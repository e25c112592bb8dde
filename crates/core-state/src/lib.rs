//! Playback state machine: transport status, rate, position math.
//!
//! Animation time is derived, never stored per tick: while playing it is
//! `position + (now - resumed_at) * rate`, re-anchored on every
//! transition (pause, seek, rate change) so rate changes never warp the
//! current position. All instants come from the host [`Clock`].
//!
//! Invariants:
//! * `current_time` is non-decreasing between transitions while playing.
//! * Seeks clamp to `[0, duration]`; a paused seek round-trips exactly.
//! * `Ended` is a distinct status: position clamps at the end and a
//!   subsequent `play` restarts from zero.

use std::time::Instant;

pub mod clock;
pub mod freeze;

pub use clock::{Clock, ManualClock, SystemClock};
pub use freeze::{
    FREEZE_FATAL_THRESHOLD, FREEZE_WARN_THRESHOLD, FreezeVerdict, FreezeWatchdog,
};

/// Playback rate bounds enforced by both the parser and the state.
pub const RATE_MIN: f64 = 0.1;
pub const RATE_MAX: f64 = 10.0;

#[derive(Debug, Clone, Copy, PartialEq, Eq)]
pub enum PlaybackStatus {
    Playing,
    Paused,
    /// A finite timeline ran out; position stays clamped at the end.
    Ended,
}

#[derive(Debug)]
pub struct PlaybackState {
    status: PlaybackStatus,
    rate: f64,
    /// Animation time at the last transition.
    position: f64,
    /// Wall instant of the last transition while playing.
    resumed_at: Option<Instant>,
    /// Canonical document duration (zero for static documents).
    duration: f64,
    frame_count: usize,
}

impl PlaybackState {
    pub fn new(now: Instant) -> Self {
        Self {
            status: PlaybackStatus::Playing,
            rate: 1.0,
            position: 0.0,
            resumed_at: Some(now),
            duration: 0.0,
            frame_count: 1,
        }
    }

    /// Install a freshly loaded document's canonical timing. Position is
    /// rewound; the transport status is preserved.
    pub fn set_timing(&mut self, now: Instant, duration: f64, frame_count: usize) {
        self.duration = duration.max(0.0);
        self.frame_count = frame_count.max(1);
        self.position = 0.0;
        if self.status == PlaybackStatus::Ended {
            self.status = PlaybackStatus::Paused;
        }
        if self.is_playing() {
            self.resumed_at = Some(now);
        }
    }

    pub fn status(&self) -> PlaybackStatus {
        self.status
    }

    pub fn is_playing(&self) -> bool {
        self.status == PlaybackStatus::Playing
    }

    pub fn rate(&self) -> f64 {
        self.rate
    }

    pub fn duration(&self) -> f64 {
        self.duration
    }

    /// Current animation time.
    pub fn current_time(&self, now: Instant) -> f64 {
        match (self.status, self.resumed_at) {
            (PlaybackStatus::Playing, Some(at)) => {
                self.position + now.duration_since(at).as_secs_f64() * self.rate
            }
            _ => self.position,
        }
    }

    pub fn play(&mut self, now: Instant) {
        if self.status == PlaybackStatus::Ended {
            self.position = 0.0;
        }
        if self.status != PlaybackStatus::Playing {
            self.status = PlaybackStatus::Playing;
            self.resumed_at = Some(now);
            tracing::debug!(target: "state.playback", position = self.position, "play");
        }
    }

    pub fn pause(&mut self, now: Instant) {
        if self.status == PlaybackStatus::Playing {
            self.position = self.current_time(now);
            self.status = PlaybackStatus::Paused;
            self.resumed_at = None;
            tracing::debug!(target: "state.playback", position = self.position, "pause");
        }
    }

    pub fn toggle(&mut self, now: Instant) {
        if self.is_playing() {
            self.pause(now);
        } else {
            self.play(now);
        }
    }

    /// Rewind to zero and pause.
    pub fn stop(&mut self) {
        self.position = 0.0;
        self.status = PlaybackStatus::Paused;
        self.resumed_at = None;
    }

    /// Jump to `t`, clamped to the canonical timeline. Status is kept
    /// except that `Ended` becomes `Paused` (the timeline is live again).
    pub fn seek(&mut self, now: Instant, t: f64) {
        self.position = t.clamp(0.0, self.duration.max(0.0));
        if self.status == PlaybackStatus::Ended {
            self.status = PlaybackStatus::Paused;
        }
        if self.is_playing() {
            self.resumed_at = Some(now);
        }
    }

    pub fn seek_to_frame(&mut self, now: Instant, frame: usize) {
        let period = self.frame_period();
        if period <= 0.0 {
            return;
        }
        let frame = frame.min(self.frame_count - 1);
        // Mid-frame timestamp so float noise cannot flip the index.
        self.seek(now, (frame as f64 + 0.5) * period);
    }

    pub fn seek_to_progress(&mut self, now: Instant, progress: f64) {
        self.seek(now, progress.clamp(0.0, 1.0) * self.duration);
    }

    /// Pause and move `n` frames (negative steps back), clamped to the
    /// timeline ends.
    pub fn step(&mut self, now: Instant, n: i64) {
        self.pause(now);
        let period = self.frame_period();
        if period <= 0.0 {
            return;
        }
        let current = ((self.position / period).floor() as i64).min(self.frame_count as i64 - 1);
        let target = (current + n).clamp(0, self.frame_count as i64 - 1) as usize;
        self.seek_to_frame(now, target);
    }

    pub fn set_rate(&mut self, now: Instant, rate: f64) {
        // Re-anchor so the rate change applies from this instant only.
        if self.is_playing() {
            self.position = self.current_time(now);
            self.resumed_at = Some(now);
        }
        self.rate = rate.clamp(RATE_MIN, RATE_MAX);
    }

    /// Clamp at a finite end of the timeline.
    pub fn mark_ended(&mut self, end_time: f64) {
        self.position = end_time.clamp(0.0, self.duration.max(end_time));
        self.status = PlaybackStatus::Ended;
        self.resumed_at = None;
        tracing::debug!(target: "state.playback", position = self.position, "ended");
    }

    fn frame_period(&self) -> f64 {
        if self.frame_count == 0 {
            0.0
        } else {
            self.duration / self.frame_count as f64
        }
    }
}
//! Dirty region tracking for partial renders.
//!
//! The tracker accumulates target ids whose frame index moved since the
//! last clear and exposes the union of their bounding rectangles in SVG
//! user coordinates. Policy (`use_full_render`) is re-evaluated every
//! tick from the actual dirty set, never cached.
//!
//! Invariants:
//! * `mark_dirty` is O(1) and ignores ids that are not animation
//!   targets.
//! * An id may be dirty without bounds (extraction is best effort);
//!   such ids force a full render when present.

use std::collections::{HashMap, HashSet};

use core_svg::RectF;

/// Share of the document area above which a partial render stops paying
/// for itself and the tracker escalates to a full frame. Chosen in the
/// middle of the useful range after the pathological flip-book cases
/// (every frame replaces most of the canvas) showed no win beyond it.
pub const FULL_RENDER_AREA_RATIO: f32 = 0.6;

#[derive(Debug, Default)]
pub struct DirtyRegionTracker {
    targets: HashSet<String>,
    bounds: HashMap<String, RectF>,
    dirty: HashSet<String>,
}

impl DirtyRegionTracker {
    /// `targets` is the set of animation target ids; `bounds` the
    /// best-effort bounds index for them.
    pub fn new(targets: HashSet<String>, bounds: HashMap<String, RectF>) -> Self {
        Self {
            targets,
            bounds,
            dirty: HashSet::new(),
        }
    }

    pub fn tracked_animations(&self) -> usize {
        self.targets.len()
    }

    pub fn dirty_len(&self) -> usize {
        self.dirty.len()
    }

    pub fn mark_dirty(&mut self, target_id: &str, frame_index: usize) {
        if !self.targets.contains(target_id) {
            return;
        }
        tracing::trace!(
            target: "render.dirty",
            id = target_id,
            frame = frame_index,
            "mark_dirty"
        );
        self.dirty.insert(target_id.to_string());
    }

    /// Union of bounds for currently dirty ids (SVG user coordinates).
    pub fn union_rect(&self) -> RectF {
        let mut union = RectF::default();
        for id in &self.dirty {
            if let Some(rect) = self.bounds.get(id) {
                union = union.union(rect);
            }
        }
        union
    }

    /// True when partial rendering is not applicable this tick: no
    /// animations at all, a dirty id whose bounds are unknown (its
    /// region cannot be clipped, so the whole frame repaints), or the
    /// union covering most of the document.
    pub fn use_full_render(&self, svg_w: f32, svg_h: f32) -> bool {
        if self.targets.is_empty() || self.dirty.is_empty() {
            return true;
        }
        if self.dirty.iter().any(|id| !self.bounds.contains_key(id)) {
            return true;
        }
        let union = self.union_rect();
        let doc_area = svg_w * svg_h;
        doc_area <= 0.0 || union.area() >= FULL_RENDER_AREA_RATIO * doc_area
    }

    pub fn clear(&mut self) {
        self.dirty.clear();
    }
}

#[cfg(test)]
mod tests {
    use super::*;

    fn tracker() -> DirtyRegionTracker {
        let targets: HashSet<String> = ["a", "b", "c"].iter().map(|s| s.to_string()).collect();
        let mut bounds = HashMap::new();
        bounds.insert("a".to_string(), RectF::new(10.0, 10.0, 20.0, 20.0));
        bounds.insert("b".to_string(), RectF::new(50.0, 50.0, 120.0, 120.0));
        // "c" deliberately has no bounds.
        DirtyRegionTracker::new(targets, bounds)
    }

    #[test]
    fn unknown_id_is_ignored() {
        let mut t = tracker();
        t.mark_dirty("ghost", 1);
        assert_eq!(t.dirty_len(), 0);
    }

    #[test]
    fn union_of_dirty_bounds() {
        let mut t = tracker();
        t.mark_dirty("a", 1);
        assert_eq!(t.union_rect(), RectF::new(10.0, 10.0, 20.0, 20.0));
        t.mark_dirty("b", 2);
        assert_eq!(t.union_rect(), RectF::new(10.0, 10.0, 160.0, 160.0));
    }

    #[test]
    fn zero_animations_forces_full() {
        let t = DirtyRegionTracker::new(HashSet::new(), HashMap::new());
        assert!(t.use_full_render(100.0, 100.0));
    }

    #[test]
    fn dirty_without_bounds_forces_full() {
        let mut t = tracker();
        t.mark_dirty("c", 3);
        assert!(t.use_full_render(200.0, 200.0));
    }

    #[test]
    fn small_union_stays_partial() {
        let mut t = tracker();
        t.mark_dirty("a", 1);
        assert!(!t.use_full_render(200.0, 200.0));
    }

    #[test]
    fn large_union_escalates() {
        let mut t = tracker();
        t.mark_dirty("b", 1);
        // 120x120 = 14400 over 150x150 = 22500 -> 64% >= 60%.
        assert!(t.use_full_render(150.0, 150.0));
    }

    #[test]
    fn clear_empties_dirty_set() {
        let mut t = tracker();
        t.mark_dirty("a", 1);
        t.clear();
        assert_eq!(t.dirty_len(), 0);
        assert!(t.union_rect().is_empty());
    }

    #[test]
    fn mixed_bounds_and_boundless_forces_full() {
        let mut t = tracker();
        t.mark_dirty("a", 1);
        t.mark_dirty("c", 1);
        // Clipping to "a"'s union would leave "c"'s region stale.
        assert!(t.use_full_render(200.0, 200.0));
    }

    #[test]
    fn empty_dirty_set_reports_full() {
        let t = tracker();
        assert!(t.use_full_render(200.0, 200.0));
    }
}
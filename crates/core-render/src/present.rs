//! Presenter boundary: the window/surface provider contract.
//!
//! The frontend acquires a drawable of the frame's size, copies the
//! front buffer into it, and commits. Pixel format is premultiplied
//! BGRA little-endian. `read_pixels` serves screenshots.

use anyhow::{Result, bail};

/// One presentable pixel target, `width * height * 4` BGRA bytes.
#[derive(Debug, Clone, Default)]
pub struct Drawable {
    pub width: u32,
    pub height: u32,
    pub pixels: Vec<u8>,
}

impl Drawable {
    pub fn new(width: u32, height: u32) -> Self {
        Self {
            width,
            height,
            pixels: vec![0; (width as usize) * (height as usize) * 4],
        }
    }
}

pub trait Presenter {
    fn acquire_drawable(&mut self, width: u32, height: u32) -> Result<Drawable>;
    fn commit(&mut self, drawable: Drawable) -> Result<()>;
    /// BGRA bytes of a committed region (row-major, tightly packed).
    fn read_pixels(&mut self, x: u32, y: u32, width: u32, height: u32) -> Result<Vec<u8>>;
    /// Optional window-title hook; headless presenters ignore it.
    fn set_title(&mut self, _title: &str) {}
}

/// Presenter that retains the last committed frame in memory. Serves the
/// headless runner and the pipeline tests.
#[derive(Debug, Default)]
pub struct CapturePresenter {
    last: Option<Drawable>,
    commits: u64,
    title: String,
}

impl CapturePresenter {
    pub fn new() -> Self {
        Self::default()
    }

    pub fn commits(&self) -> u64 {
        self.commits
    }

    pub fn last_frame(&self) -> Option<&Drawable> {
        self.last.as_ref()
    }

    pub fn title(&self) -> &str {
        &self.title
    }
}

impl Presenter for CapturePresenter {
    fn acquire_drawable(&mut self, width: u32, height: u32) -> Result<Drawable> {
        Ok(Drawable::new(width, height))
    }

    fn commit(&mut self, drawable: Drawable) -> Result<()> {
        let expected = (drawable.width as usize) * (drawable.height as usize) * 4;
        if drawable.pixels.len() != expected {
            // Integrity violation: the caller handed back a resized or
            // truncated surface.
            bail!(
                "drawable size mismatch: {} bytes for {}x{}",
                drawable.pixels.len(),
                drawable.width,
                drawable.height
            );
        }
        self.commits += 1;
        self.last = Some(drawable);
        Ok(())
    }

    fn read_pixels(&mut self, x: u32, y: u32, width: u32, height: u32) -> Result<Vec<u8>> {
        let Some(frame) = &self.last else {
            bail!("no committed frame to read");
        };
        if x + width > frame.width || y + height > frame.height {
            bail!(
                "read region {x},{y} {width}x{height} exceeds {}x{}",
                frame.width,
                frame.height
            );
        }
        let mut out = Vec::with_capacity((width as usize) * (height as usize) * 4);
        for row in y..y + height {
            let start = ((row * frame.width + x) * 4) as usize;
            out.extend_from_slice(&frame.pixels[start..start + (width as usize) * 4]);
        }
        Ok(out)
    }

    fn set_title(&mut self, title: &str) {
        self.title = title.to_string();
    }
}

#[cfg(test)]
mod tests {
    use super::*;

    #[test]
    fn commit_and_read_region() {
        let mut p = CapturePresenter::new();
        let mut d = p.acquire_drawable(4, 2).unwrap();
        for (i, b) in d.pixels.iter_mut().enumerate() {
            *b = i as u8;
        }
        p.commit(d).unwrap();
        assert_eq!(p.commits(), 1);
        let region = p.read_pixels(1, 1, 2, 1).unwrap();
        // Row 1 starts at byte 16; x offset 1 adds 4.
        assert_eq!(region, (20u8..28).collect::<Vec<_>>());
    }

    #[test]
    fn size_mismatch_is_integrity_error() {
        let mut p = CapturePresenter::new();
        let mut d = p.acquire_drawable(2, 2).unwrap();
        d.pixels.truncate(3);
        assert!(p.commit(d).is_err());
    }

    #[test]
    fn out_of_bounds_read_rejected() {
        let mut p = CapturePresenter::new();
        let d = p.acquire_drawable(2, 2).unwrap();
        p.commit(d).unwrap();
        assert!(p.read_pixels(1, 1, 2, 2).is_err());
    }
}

Your task
Repeat exactly, please, each line from the beginning of the data through the line with "pub struct PlaybackState" in it, and only those lines.

Solution
repository e25c112592bb8dde
filename crates/core-state/src/lib.rs
//! Playback state machine: transport status, rate, position math.
//!
//! Animation time is derived, never stored per tick: while playing it is
//! `position + (now - resumed_at) * rate`, re-anchored on every
//! transition (pause, seek, rate change) so rate changes never warp the
//! current position. All instants come from the host [`Clock`].
//!
//! Invariants:
//! * `current_time` is non-decreasing between transitions while playing.
//! * Seeks clamp to `[0, duration]`; a paused seek round-trips exactly.
//! * `Ended` is a distinct status: position clamps at the end and a
//!   subsequent `play` restarts from zero.

use std::time::Instant;

pub mod clock;
pub mod freeze;

pub use clock::{Clock, ManualClock, SystemClock};
pub use freeze::{
    FREEZE_FATAL_THRESHOLD, FREEZE_WARN_THRESHOLD, FreezeVerdict, FreezeWatchdog,
};

/// Playback rate bounds enforced by both the parser and the state.
pub const RATE_MIN: f64 = 0.1;
pub const RATE_MAX: f64 = 10.0;

#[derive(Debug, Clone, Copy, PartialEq, Eq)]
pub enum PlaybackStatus {
    Playing,
    Paused,
    /// A finite timeline ran out; position stays clamped at the end.
    Ended,
}

#[derive(Debug)]
pub struct PlaybackState {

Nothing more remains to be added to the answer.